> _REQUIRED ACTION_:
In the data below, find each line containing the string "Login" and return it.

————————

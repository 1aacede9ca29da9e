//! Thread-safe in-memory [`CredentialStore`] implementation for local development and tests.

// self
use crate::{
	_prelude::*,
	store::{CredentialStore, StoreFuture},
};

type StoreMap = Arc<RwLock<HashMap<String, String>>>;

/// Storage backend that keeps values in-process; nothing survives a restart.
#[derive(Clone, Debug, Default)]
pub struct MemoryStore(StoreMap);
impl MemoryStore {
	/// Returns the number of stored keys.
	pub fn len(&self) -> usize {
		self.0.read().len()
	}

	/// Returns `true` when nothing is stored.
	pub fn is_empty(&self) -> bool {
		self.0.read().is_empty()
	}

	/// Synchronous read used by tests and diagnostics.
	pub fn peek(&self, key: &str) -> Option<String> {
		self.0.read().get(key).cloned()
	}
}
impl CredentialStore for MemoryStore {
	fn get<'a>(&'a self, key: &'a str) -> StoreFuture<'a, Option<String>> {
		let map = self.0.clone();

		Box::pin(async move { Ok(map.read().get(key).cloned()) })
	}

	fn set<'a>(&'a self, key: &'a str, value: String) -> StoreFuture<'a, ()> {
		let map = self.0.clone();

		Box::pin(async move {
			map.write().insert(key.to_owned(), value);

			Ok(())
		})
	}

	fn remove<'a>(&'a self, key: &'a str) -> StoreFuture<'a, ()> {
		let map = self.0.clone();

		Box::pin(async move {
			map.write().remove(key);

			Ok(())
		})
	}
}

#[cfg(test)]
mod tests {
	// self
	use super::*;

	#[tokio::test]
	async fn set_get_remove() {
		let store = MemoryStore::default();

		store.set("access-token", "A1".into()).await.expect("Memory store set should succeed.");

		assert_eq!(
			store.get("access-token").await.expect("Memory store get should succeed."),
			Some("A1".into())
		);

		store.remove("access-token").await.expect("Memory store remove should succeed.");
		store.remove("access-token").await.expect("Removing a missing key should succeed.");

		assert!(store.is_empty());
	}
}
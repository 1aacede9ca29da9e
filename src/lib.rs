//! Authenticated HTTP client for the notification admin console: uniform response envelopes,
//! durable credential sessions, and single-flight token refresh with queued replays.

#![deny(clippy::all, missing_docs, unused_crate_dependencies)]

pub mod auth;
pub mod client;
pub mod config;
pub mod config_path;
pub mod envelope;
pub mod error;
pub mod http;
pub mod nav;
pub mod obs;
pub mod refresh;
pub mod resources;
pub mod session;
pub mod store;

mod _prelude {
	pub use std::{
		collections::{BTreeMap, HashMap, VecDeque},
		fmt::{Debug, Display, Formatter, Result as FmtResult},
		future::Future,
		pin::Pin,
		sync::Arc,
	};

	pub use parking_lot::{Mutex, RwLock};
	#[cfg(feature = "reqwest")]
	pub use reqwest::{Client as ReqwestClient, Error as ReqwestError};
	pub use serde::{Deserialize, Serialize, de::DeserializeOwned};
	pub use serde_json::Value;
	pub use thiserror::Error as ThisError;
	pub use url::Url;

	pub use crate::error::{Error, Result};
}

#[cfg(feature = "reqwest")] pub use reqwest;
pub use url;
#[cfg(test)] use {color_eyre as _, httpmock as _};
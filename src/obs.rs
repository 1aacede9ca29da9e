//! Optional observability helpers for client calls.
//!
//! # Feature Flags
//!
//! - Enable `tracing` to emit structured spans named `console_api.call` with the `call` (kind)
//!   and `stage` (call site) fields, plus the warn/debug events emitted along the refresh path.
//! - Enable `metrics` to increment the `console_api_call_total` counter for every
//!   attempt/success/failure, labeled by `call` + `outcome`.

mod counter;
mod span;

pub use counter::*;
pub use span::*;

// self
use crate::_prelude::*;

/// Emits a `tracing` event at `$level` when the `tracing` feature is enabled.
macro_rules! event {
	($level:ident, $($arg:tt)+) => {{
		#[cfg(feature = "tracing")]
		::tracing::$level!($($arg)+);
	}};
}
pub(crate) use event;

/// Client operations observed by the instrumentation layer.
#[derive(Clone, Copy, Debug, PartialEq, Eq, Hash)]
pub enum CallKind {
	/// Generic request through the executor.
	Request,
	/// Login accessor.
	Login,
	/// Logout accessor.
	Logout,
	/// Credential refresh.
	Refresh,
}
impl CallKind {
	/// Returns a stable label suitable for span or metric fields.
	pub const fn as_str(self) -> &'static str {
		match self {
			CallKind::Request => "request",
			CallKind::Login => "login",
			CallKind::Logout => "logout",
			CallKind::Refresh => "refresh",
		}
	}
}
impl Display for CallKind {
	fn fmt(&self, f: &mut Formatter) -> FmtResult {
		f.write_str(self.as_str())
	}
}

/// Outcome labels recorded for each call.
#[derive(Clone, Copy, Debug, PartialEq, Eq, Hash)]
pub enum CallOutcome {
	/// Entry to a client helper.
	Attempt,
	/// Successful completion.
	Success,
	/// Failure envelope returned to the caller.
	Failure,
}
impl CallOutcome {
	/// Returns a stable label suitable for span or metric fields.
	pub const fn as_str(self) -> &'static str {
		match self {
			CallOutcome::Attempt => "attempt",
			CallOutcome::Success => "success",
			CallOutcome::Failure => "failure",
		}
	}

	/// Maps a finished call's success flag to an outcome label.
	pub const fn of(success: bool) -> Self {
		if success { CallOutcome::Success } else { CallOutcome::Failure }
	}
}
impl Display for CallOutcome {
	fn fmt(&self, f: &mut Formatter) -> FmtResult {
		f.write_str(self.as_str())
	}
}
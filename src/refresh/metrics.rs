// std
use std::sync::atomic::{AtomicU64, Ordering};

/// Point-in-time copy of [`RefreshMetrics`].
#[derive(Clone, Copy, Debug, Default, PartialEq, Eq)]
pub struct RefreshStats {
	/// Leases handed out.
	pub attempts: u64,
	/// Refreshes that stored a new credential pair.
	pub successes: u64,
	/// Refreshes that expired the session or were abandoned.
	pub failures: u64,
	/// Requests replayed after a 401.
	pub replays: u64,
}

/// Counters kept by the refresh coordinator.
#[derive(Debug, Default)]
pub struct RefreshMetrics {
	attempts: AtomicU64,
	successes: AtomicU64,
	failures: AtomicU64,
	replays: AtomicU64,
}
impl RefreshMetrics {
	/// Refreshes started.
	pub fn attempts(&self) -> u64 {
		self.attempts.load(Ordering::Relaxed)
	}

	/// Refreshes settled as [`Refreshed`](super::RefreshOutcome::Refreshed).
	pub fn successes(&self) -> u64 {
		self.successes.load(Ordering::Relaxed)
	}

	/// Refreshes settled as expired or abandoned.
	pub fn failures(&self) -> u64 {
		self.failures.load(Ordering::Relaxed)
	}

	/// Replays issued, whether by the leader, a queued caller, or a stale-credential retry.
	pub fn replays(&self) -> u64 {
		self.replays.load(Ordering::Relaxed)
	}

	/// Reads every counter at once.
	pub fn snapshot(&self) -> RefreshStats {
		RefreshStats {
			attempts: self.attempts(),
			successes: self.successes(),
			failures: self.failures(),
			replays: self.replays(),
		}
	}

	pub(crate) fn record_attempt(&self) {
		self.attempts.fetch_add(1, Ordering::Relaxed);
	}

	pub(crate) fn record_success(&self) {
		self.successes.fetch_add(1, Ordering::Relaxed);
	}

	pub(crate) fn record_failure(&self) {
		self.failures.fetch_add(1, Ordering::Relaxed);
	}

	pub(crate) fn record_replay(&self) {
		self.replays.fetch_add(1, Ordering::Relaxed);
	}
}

————————

> _PROBLEM SOLUTION_:
	/// Login accessor.
	Login,
			CallKind::Login => "login",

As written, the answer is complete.